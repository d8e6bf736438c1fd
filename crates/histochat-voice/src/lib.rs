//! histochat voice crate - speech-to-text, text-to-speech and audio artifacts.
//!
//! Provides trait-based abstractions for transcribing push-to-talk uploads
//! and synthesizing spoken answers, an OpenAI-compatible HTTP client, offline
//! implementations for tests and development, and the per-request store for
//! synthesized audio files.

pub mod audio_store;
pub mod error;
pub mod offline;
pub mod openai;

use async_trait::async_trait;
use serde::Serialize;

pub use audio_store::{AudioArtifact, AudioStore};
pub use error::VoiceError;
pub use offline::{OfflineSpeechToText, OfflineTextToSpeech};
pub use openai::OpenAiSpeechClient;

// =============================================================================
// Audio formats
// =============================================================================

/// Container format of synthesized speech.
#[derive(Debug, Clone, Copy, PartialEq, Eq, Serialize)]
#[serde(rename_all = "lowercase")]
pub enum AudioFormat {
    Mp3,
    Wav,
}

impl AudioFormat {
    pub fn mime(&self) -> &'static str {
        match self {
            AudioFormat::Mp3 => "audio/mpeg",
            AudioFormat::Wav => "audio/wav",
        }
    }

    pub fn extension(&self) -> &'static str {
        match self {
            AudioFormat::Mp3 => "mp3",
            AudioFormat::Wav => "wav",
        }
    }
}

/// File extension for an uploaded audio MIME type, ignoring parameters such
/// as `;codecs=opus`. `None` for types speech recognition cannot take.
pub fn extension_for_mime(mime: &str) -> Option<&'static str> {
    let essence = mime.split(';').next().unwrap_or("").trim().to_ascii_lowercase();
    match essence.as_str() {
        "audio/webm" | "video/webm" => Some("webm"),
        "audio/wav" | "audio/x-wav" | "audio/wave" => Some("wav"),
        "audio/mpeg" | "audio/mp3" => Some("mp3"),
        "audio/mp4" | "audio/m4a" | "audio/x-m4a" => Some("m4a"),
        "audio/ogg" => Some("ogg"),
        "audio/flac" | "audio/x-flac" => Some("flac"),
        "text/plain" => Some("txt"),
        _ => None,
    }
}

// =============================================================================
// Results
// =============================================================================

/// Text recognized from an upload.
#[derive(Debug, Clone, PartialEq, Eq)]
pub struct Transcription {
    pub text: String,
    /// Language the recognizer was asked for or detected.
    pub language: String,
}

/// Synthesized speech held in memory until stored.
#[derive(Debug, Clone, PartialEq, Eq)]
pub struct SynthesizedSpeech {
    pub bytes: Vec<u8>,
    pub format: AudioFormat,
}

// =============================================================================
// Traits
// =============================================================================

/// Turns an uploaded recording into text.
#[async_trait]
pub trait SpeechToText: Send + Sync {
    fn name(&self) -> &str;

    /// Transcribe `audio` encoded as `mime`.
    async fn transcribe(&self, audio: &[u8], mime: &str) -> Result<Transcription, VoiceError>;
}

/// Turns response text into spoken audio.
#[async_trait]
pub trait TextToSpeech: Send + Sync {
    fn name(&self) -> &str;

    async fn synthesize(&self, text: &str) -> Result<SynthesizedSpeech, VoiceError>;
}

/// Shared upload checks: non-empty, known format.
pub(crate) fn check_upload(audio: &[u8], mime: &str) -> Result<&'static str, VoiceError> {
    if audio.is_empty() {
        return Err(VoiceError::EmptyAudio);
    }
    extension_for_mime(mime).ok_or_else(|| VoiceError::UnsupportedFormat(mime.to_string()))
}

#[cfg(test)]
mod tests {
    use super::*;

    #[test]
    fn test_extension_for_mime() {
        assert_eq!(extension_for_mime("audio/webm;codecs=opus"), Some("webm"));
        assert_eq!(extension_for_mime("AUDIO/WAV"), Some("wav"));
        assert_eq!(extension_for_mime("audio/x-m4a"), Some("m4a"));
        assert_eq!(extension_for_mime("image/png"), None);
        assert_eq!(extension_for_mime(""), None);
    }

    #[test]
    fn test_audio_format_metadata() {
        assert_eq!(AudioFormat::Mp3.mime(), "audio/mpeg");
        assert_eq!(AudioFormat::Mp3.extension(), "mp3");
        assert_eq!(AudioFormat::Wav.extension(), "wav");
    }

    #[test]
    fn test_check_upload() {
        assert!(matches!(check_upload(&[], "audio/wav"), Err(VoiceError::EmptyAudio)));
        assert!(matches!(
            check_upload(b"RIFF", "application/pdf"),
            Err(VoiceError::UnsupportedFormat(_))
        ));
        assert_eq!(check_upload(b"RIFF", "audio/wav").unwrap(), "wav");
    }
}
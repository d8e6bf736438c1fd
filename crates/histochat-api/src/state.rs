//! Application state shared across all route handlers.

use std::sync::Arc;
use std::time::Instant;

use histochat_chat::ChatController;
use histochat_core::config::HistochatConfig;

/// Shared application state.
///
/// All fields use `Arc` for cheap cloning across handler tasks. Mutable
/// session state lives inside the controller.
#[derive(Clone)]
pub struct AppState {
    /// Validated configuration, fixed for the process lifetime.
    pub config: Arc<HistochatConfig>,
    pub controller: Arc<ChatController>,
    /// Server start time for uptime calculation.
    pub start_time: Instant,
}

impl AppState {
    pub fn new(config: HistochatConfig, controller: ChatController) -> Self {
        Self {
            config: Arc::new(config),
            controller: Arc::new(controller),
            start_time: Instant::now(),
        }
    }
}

Exercise:
The lines above starting at the one that contains "use histochat_core::config::HistochatConfig;" and ending at the one that contains "pub struct AppState" must be transcribed exactly, and no other lines may appear.

Response to this task:
use histochat_core::config::HistochatConfig;

/// Shared application state.
///
/// All fields use `Arc` for cheap cloning across handler tasks. Mutable
/// session state lives inside the controller.
#[derive(Clone)]
pub struct AppState {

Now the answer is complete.